New technologies are mainly introduced to meet corporate needs, and those of recent years have permitted media firms to shrink staff even as they achieve greater outputs, and they have made possible global distribution systems that reduce the number of media entities. The audience “interaction” facilitated by advancing interactive capabilities mainly help audience members to shop, but they also allow media firms to collect detailed information on their audiences, and thus to fine-tune program features and ads to individual characteristics as well as to sell by a click during programs. Along with reducing privacy, this should intensify commercialization.

In short, the changes in politics and communication over the past dozen years have tended on balance to enhance the applicability of the propaganda model. The increase in corporate power and global reach, the mergers and further centralization of the media, and the decline of public broadcasting, have made bottom-line considerations more influential both in the United States and abroad. The competition for advertising has become more intense and the boundaries between editorial and advertising departments have weakened further. Newsrooms have been more thoroughly incorporated into transnational corporate empires, with budget cuts and a further diminution of management enthusiasm for investigative journalism that would challenge the structures of power.

Over the past dozen years, sourcing and flak have also strengthened as mechanisms of elite influence. Media centralization and the reduction in the resources devoted to journalism have made the media more dependent than ever on the primary definers who both make the news and subsidize the media by providing accessible and cheap copy. They now have greater leverage over the media, and the public relations firms working for these and other powerful interests also bulk larger as media sources. Alex Carey, Stuart Ewen, John Stauber, and Sheldon Rampton have helped us see how the public relations industry has been able to utilize journalistic conventions to serve its—and its corporate clients’—ends.18 Studies of news sources reveal that a significant proportion of news originates in public relations releases. There are, by one count, 20,000 more public relations agents working to doctor the news today than there are journalists writing it.19

The force of anti-communist ideology has possibly weakened with the collapse of the Soviet Union and the virtual disappearance of socialist movements across the globe, but this is easily offset by the greater ideological force of the belief in the “miracle of the market” (Reagan).

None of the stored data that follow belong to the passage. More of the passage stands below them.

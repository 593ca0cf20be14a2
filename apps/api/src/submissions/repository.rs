//! `user_submissions` persistence.

use sqlx::PgPool;
use uuid::Uuid;

use crate::errors::AppError;
use crate::models::{SubmissionRow, SubmissionStatus};
use crate::submissions::validation::ValidApplication;

/// Inserts a validated application with status `processing`.
///
/// A second submission for the same email is a conflict.
pub async fn insert_submission(
    pool: &PgPool,
    application: &ValidApplication,
    uploaded_file_path: &str,
    uploaded_file_name: &str,
) -> Result<SubmissionRow, AppError> {
    sqlx::query_as::<_, SubmissionRow>(
        r#"
        INSERT INTO user_submissions
            (first_name, last_name, email, phone, job_description,
             uploaded_file_path, uploaded_file_name, status)
        VALUES ($1, $2, $3, $4, $5, $6, $7, $8)
        RETURNING *
        "#,
    )
    .bind(&application.first_name)
    .bind(&application.last_name)
    .bind(&application.email)
    .bind(&application.phone)
    .bind(&application.job_description)
    .bind(uploaded_file_path)
    .bind(uploaded_file_name)
    .bind(SubmissionStatus::Processing.as_str())
    .fetch_one(pool)
    .await
    .map_err(map_insert_error)
}

pub async fn get_submission(pool: &PgPool, id: Uuid) -> Result<Option<SubmissionRow>, AppError> {
    Ok(
        sqlx::query_as::<_, SubmissionRow>("SELECT * FROM user_submissions WHERE id = $1")
            .bind(id)
            .fetch_optional(pool)
            .await?,
    )
}

pub async fn mark_completed(pool: &PgPool, id: Uuid, pdf_path: &str) -> Result<(), AppError> {
    sqlx::query(
        r#"
        UPDATE user_submissions
        SET generated_pdf_path = $2, status = $3, updated_at = NOW()
        WHERE id = $1
        "#,
    )
    .bind(id)
    .bind(pdf_path)
    .bind(SubmissionStatus::Completed.as_str())
    .execute(pool)
    .await?;
    Ok(())
}

pub async fn mark_failed(pool: &PgPool, id: Uuid) -> Result<(), AppError> {
    sqlx::query("UPDATE user_submissions SET status = $2, updated_at = NOW() WHERE id = $1")
        .bind(id)
        .bind(SubmissionStatus::Failed.as_str())
        .execute(pool)
        .await?;
    Ok(())
}

fn map_insert_error(e: sqlx::Error) -> AppError {
    match &e {
        sqlx::Error::Database(db) if db.is_unique_violation() => {
            AppError::Conflict("A submission with this email already exists".to_string())
        }
        _ => AppError::Database(e),
    }
}

#[cfg(test)]
mod tests {
    use super::*;

    #[test]
    fn test_non_database_errors_pass_through() {
        let err = map_insert_error(sqlx::Error::RowNotFound);
        assert!(matches!(err, AppError::Database(sqlx::Error::RowNotFound)));
    }
}
//! The generated summary document: an ordered page set backed by `lopdf`.
//!
//! Native pages accumulate text operations in memory and are only turned into
//! content streams by `finish`. Pages imported from a foreign document are
//! staged first (`stage_import`) and appended in one step (`commit_import`),
//! so a failed import never leaves half of a document behind.

use std::collections::BTreeMap;

use lopdf::content::{Content, Operation};
use lopdf::{dictionary, Dictionary, Document, Object, ObjectId, StringFormat};
use lopdf::Stream;

use crate::layout::font_metrics::{encode_win_ansi, FontFace, PageConfig};

/// Page attributes a page may inherit from its ancestors in the page tree.
const INHERITABLE_KEYS: [&[u8]; 4] = [b"Resources", b"MediaBox", b"CropBox", b"Rotate"];

/// Upper bound on page-tree depth when resolving inherited attributes.
/// Guards against `Parent` cycles in malformed files.
const MAX_TREE_DEPTH: usize = 64;

/// Object types that belong to the foreign document's structure, not its content.
const STRUCTURAL_TYPES: [&[u8]; 5] = [b"Catalog", b"Pages", b"Page", b"Outlines", b"Outline"];

/// Index of a native page in the output page sequence.
#[derive(Debug, Clone, Copy, PartialEq, Eq)]
pub struct PageHandle(usize);

impl PageHandle {
    /// Zero-based position of the page in the output document.
    pub fn index(&self) -> usize {
        self.0
    }
}

/// Result of a single best-effort draw call.
#[derive(Debug, Clone, Copy, PartialEq, Eq)]
pub enum DrawOutcome {
    Drawn,
    /// The text contained glyphs the face cannot encode; nothing was drawn.
    Skipped,
}

enum PageSlot {
    Native {
        id: ObjectId,
        operations: Vec<Operation>,
    },
    Imported(ObjectId),
}

/// Foreign pages resolved and renumbered, ready to be appended.
pub struct StagedPages {
    objects: BTreeMap<ObjectId, Object>,
    page_ids: Vec<ObjectId>,
}

impl StagedPages {
    pub fn page_count(&self) -> usize {
        self.page_ids.len()
    }
}

pub struct GeneratedDocument {
    doc: Document,
    pages_id: ObjectId,
    resources_id: ObjectId,
    config: PageConfig,
    pages: Vec<PageSlot>,
}

impl GeneratedDocument {
    /// Creates an empty document with both font faces registered.
    pub fn new(config: PageConfig) -> Self {
        let mut doc = Document::with_version("1.7");
        let pages_id = doc.new_object_id();

        let regular_id = doc.add_object(font_dictionary(FontFace::Regular));
        let bold_id = doc.add_object(font_dictionary(FontFace::Bold));
        let resources_id = doc.add_object(dictionary! {
            "Font" => dictionary! {
                FontFace::Regular.resource_name() => regular_id,
                FontFace::Bold.resource_name() => bold_id,
            },
        });

        Self {
            doc,
            pages_id,
            resources_id,
            config,
            pages: Vec::new(),
        }
    }

    /// Appends a blank page with the fixed page dimensions.
    pub fn add_page(&mut self) -> PageHandle {
        let id = self.doc.new_object_id();
        self.pages.push(PageSlot::Native {
            id,
            operations: Vec::new(),
        });
        PageHandle(self.pages.len() - 1)
    }

    pub fn page_count(&self) -> usize {
        self.pages.len()
    }

    /// Draws a single line of text with its baseline at (`x`, `y`).
    pub fn draw_text(
        &mut self,
        page: PageHandle,
        text: &str,
        face: FontFace,
        size: f32,
        x: f32,
        y: f32,
    ) -> DrawOutcome {
        let Some(encoded) = encode_win_ansi(text) else {
            return DrawOutcome::Skipped;
        };
        let Some(PageSlot::Native { operations, .. }) = self.pages.get_mut(page.0) else {
            return DrawOutcome::Skipped;
        };

        operations.extend([
            Operation::new("BT", vec![]),
            Operation::new("Tf", vec![face.resource_name().into(), size.into()]),
            Operation::new("Td", vec![x.into(), y.into()]),
            Operation::new("Tj", vec![Object::String(encoded, StringFormat::Literal)]),
            Operation::new("ET", vec![]),
        ]);
        DrawOutcome::Drawn
    }

    /// Resolves every page of `source` into a self-contained set of objects
    /// numbered above this document's current objects.
    ///
    /// On success the staged id range is reserved, so pages added before
    /// `commit_import` cannot collide with it. No page is added here.
    pub fn stage_import(&mut self, mut source: Document) -> Result<StagedPages, lopdf::Error> {
        source.renumber_objects_with(self.doc.max_id + 1);
        let source_max_id = source.max_id;

        let mut page_ids = Vec::new();
        let mut flattened = Vec::new();
        for page_id in source.get_pages().into_values() {
            let page = flatten_page(&source, page_id, &self.config)?;
            page_ids.push(page_id);
            flattened.push((page_id, page));
        }

        let mut objects: BTreeMap<ObjectId, Object> = source
            .objects
            .into_iter()
            .filter(|(_, object)| {
                let type_name = object.type_name().unwrap_or(b"");
                !STRUCTURAL_TYPES.contains(&type_name)
            })
            .collect();
        for (page_id, page) in flattened {
            objects.insert(page_id, Object::Dictionary(page));
        }

        self.doc.max_id = self.doc.max_id.max(source_max_id);
        Ok(StagedPages { objects, page_ids })
    }

    /// Appends staged foreign pages after every page already in the document.
    pub fn commit_import(&mut self, staged: StagedPages) {
        self.doc.objects.extend(staged.objects);
        self.pages
            .extend(staged.page_ids.into_iter().map(PageSlot::Imported));
    }

    /// Builds the page tree and serializes the document.
    pub fn finish(mut self) -> Result<Vec<u8>, lopdf::Error> {
        let media_box = vec![
            0.0_f32.into(),
            0.0_f32.into(),
            self.config.page_width.into(),
            self.config.page_height.into(),
        ];

        let mut kids = Vec::with_capacity(self.pages.len());
        for slot in std::mem::take(&mut self.pages) {
            match slot {
                PageSlot::Native { id, operations } => {
                    let content = Content { operations }.encode()?;
                    let content_id = self.doc.add_object(Stream::new(dictionary! {}, content));
                    let page = dictionary! {
                        "Type" => "Page",
                        "Parent" => self.pages_id,
                        "MediaBox" => media_box.clone(),
                        "Resources" => self.resources_id,
                        "Contents" => content_id,
                    };
                    self.doc.objects.insert(id, Object::Dictionary(page));
                    kids.push(Object::Reference(id));
                }
                PageSlot::Imported(id) => {
                    self.doc
                        .get_object_mut(id)?
                        .as_dict_mut()?
                        .set("Parent", self.pages_id);
                    kids.push(Object::Reference(id));
                }
            }
        }

        let count = kids.len() as i64;
        self.doc.objects.insert(
            self.pages_id,
            Object::Dictionary(dictionary! {
                "Type" => "Pages",
                "Kids" => kids,
                "Count" => count,
            }),
        );

        let catalog_id = self.doc.add_object(dictionary! {
            "Type" => "Catalog",
            "Pages" => self.pages_id,
        });
        let info_id = self.doc.add_object(dictionary! {
            "Title" => Object::string_literal("Application Summary"),
            "Producer" => Object::string_literal(env!("CARGO_PKG_NAME")),
        });
        self.doc.trailer.set("Root", catalog_id);
        self.doc.trailer.set("Info", info_id);

        let mut bytes = Vec::new();
        self.doc.save_to(&mut bytes)?;
        Ok(bytes)
    }
}

fn font_dictionary(face: FontFace) -> Dictionary {
    dictionary! {
        "Type" => "Font",
        "Subtype" => "Type1",
        "BaseFont" => face.base_font(),
        "Encoding" => "WinAnsiEncoding",
    }
}

/// Copies a page dictionary with its inherited attributes made explicit.
fn flatten_page(
    source: &Document,
    page_id: ObjectId,
    config: &PageConfig,
) -> Result<Dictionary, lopdf::Error> {
    let mut page = source.get_dictionary(page_id)?.clone();

    for key in INHERITABLE_KEYS {
        if !page.has(key) {
            if let Some(value) = inherited_attribute(source, &page, key) {
                page.set(key, value);
            }
        }
    }
    if !page.has(b"MediaBox") {
        page.set(
            "MediaBox",
            vec![
                0.0_f32.into(),
                0.0_f32.into(),
                config.page_width.into(),
                config.page_height.into(),
            ],
        );
    }
    page.remove(b"Parent");
    check_page_references(source, &page)?;

    Ok(page)
}

/// Fails when the page's content streams or resources point at objects the
/// source does not hold.
fn check_page_references(source: &Document, page: &Dictionary) -> Result<(), lopdf::Error> {
    if let Ok(contents) = page.get(b"Contents") {
        match resolve(source, contents)? {
            Object::Array(parts) => {
                for part in parts {
                    resolve(source, part)?.as_stream()?;
                }
            }
            single => {
                single.as_stream()?;
            }
        }
    }
    if let Ok(resources) = page.get(b"Resources") {
        resolve(source, resources)?.as_dict()?;
    }
    Ok(())
}

fn resolve<'a>(source: &'a Document, object: &'a Object) -> Result<&'a Object, lopdf::Error> {
    match object {
        Object::Reference(id) => source.get_object(*id),
        direct => Ok(direct),
    }
}

fn inherited_attribute(source: &Document, page: &Dictionary, key: &[u8]) -> Option<Object> {
    let mut parent = page.get(b"Parent").and_then(Object::as_reference).ok();
    for _ in 0..MAX_TREE_DEPTH {
        let node = source.get_dictionary(parent?).ok()?;
        if let Ok(value) = node.get(key) {
            return Some(value.clone());
        }
        parent = node.get(b"Parent").and_then(Object::as_reference).ok();
    }
    None
}

// ────────────────────────────────────────────────────────────────────────────
// Tests
// ────────────────────────────────────────────────────────────────────────────
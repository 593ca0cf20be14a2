mod config;
mod db;
mod errors;
mod generation;
mod layout;
mod models;
mod render;
mod routes;
mod state;
mod storage;
mod submissions;

use std::net::SocketAddr;
use std::sync::Arc;

use anyhow::Result;
use tower_http::{cors::CorsLayer, trace::TraceLayer};
use tracing::info;
use tracing_subscriber::{layer::SubscriberExt, util::SubscriberInitExt, EnvFilter};

use crate::config::Config;
use crate::db::create_pool;
use crate::layout::default_page_config;
use crate::routes::build_router;
use crate::state::AppState;
use crate::storage::LocalDocumentStore;

#[tokio::main]
async fn main() -> Result<()> {
    // Load configuration first (fails on missing required env vars)
    let config = Config::from_env()?;

    // Initialize structured logging
    tracing_subscriber::registry()
        .with(EnvFilter::try_from_default_env().unwrap_or_else(|_| {
            EnvFilter::new(format!("{}={}", env!("CARGO_CRATE_NAME"), &config.rust_log))
        }))
        .with(tracing_subscriber::fmt::layer())
        .init();

    info!("Starting {} v{}", env!("CARGO_PKG_NAME"), env!("CARGO_PKG_VERSION"));

    // Initialize PostgreSQL
    let db = create_pool(&config.database_url).await?;

    // Generated summaries live on the local filesystem
    let store = Arc::new(LocalDocumentStore::new(config.generated_dir.clone()));
    info!(
        "Uploads in {}, generated PDFs in {}",
        config.upload_dir.display(),
        store.root().display()
    );

    let page_config = default_page_config();
    info!(
        "Page config: {}x{}pt, margin {}pt",
        page_config.page_width, page_config.page_height, page_config.margin
    );

    // Build app state
    let state = AppState {
        db,
        config: config.clone(),
        store,
        page_config,
    };

    // Build router
    let app = build_router(state)
        .layer(TraceLayer::new_for_http())
        .layer(CorsLayer::permissive());

    let addr: SocketAddr = format!("0.0.0.0:{}", config.port).parse()?;
    info!("Listening on {addr}");

    let listener = tokio::net::TcpListener::bind(addr).await?;
    axum::serve(listener, app).await?;

    Ok(())
}
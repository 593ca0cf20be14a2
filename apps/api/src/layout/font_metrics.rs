//! Static font-metric tables for the two standard PDF faces used in the summary.
//!
//! Widths come from the Adobe Core 14 AFM files and are stored in glyph-space
//! units (1/1000 em). Both faces are written with `WinAnsiEncoding`, so the
//! drawable glyph set is printable ASCII plus a handful of WinAnsi typographic
//! characters. Anything else is reported as unmeasurable (`None`) instead of an
//! error; callers decide whether to skip the word or the line.
//!
//! Index into `widths` = (char as usize) - 32.

use serde::{Deserialize, Serialize};

// ────────────────────────────────────────────────────────────────────────────
// Font faces
// ────────────────────────────────────────────────────────────────────────────

/// The two faces embedded into every generated summary.
#[derive(Debug, Clone, Copy, PartialEq, Eq, Hash, Serialize, Deserialize)]
pub enum FontFace {
    /// Body text.
    Regular,
    /// Title and section headings.
    Bold,
}

impl FontFace {
    /// PostScript name written into the font dictionary.
    pub fn base_font(&self) -> &'static str {
        match self {
            FontFace::Regular => "Helvetica",
            FontFace::Bold => "Helvetica-Bold",
        }
    }

    /// Resource name used in content streams.
    pub fn resource_name(&self) -> &'static str {
        match self {
            FontFace::Regular => "F1",
            FontFace::Bold => "F2",
        }
    }
}

// ────────────────────────────────────────────────────────────────────────────
// Page configuration
// ────────────────────────────────────────────────────────────────────────────

/// Fixed page geometry and type sizes for the summary document.
///
/// All values are in PDF points. Only a single portrait layout is supported;
/// pages allocated during pagination always reuse these dimensions.
#[derive(Debug, Clone, Copy, PartialEq, Serialize, Deserialize)]
pub struct PageConfig {
    pub page_width: f32,
    pub page_height: f32,
    pub margin: f32,
    pub title_size: f32,
    pub heading_size: f32,
    pub text_size: f32,
    pub line_height: f32,
}

impl PageConfig {
    /// Usable width between the left and right margins.
    pub fn content_width(&self) -> f32 {
        self.page_width - 2.0 * self.margin
    }

    /// Cursor position at the top of a fresh page.
    pub fn top(&self) -> f32 {
        self.page_height - self.margin
    }
}

/// Returns the default page config: A4 portrait, 50pt margins, 24/16/12pt type.
pub fn default_page_config() -> PageConfig {
    PageConfig {
        page_width: 595.28,
        page_height: 841.89,
        margin: 50.0,
        title_size: 24.0,
        heading_size: 16.0,
        text_size: 12.0,
        line_height: 18.0,
    }
}

// ────────────────────────────────────────────────────────────────────────────
// Font metric table
// ────────────────────────────────────────────────────────────────────────────

/// Static character-width table for a font face.
///
/// Width array slot layout:
/// ```text
/// [0]=sp  [1]=!   [2]="   [3]=#   [4]=$   [5]=%   [6]=&   [7]='
/// [8]=(   [9]=)   [10]=*  [11]=+  [12]=,  [13]=-  [14]=.  [15]=/
/// [16..25]=0-9
/// [26]=:  [27]=;  [28]=<  [29]==  [30]=>  [31]=?  [32]=@
/// [33..58]=A-Z
/// [59]=[  [60]=\  [61]=]  [62]=^  [63]=_  [64]=`
/// [65..90]=a-z
/// [91]={  [92]=|  [93]=}  [94]=~
/// ```
pub struct FontMetricTable {
    pub face: FontFace,
    widths: [u16; 95],
    /// Widths for the non-ASCII WinAnsi glyphs, in `WIN_ANSI_EXTRAS` order.
    extra_widths: [u16; 10],
}

/// Non-ASCII characters that `WinAnsiEncoding` can draw, with their byte codes.
const WIN_ANSI_EXTRAS: [(char, u8); 10] = [
    ('\u{2018}', 0x91), // ‘
    ('\u{2019}', 0x92), // ’
    ('\u{201C}', 0x93), // “
    ('\u{201D}', 0x94), // ”
    ('\u{2022}', 0x95), // •
    ('\u{2013}', 0x96), // –
    ('\u{2014}', 0x97), // —
    ('\u{2026}', 0x85), // …
    ('\u{20AC}', 0x80), // €
    ('\u{2122}', 0x99), // ™
];

impl FontMetricTable {
    /// Width of a single glyph in 1/1000 em, or `None` if the face cannot draw it.
    pub fn glyph_width(&self, c: char) -> Option<u16> {
        let code = c as usize;
        if (32..=126).contains(&code) {
            return Some(self.widths[code - 32]);
        }
        WIN_ANSI_EXTRAS
            .iter()
            .position(|(extra, _)| *extra == c)
            .map(|i| self.extra_widths[i])
    }

    /// Measures the rendered width of a string in points at `size`.
    ///
    /// Returns `None` when any character is outside the drawable glyph set.
    pub fn measure_str(&self, s: &str, size: f32) -> Option<f32> {
        let mut units = 0u32;
        for c in s.chars() {
            units += u32::from(self.glyph_width(c)?);
        }
        Some(units as f32 * size / 1000.0)
    }
}

/// Encodes text into `WinAnsiEncoding` bytes for a `Tj` operand.
///
/// Returns `None` if any character has no WinAnsi code point.
pub fn encode_win_ansi(s: &str) -> Option<Vec<u8>> {
    s.chars()
        .map(|c| {
            let code = c as u32;
            if (0x20..=0x7E).contains(&code) {
                Some(code as u8)
            } else {
                WIN_ANSI_EXTRAS
                    .iter()
                    .find(|(extra, _)| *extra == c)
                    .map(|(_, byte)| *byte)
            }
        })
        .collect()
}

// ────────────────────────────────────────────────────────────────────────────
// Static width tables  (95 ASCII printable characters each)
// ────────────────────────────────────────────────────────────────────────────

static HELVETICA_TABLE: FontMetricTable = FontMetricTable {
    face: FontFace::Regular,
    #[rustfmt::skip]
    widths: [
        // sp   !    "    #    $    %    &    '    (    )    *    +    ,    -    .    /
        278, 278, 355, 556, 556, 889, 667, 191, 333, 333, 389, 584, 278, 333, 278, 278,
        // 0    1    2    3    4    5    6    7    8    9
        556, 556, 556, 556, 556, 556, 556, 556, 556, 556,
        // :    ;    <    =    >    ?    @
        278, 278, 584, 584, 584, 556, 1015,
        // A    B    C    D    E    F    G    H    I    J    K    L    M
        667, 667, 722, 722, 667, 611, 778, 722, 278, 500, 667, 556, 833,
        // N    O    P    Q    R    S    T    U    V    W    X    Y    Z
        722, 778, 667, 778, 722, 667, 611, 722, 667, 944, 667, 667, 611,
        // [    \    ]    ^    _    `
        278, 278, 278, 469, 556, 333,
        // a    b    c    d    e    f    g    h    i    j    k    l    m
        556, 556, 500, 556, 556, 278, 556, 556, 222, 222, 500, 222, 833,
        // n    o    p    q    r    s    t    u    v    w    x    y    z
        556, 556, 556, 556, 333, 500, 278, 556, 500, 722, 500, 500, 500,
        // {    |    }    ~
        334, 260, 334, 584,
    ],
    // ‘    ’    “    ”    •    –    —    …     €    ™
    extra_widths: [222, 222, 333, 333, 350, 556, 1000, 1000, 556, 1000],
};

static HELVETICA_BOLD_TABLE: FontMetricTable = FontMetricTable {
    face: FontFace::Bold,
    #[rustfmt::skip]
    widths: [
        // sp   !    "    #    $    %    &    '    (    )    *    +    ,    -    .    /
        278, 333, 474, 556, 556, 889, 722, 238, 333, 333, 389, 584, 278, 333, 278, 278,
        // 0    1    2    3    4    5    6    7    8    9
        556, 556, 556, 556, 556, 556, 556, 556, 556, 556,
        // :    ;    <    =    >    ?    @
        333, 333, 584, 584, 584, 611, 975,
        // A    B    C    D    E    F    G    H    I    J    K    L    M
        722, 722, 722, 722, 667, 611, 778, 722, 278, 556, 722, 611, 833,
        // N    O    P    Q    R    S    T    U    V    W    X    Y    Z
        722, 778, 667, 778, 722, 667, 611, 722, 667, 944, 667, 667, 611,
        // [    \    ]    ^    _    `
        333, 278, 333, 584, 556, 333,
        // a    b    c    d    e    f    g    h    i    j    k    l    m
        556, 611, 556, 611, 556, 333, 611, 611, 278, 278, 556, 278, 889,
        // n    o    p    q    r    s    t    u    v    w    x    y    z
        611, 611, 611, 611, 389, 556, 333, 611, 556, 778, 556, 556, 500,
        // {    |    }    ~
        389, 280, 389, 584,
    ],
    extra_widths: [278, 278, 500, 500, 350, 556, 1000, 1000, 556, 1000],
};

/// Returns the static metric table for a given face.
pub fn get_metrics(face: FontFace) -> &'static FontMetricTable {
    match face {
        FontFace::Regular => &HELVETICA_TABLE,
        FontFace::Bold => &HELVETICA_BOLD_TABLE,
    }
}

// ────────────────────────────────────────────────────────────────────────────
// Tests
// ────────────────────────────────────────────────────────────────────────────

The triumph of capitalism and the increasing power of those with an interest in privatization and market rule have strengthened the grip of market ideology, at least among the elite, so that regardless of evidence, markets are assumed to be benevolent and even democratic (“market populism” in Thomas Frank’s phrase) and nonmarket mechanisms are suspect, although exceptions are allowed when private firms need subsidies, bailouts, and government help in doing business abroad. When the Soviet economy stagnated in the 1980s, it was attributed to the absence of markets; when capitalist Russia disintegrated in the 1990s, this was blamed not on the now ruling market but on politicians’ and workers’ failure to let markets work their magic.20 Journalism has internalized this ideology. Adding it to the residual power of anticommunism in a world in which the global power of market institutions makes nonmarket options seem utopian gives us an ideological package of immense strength.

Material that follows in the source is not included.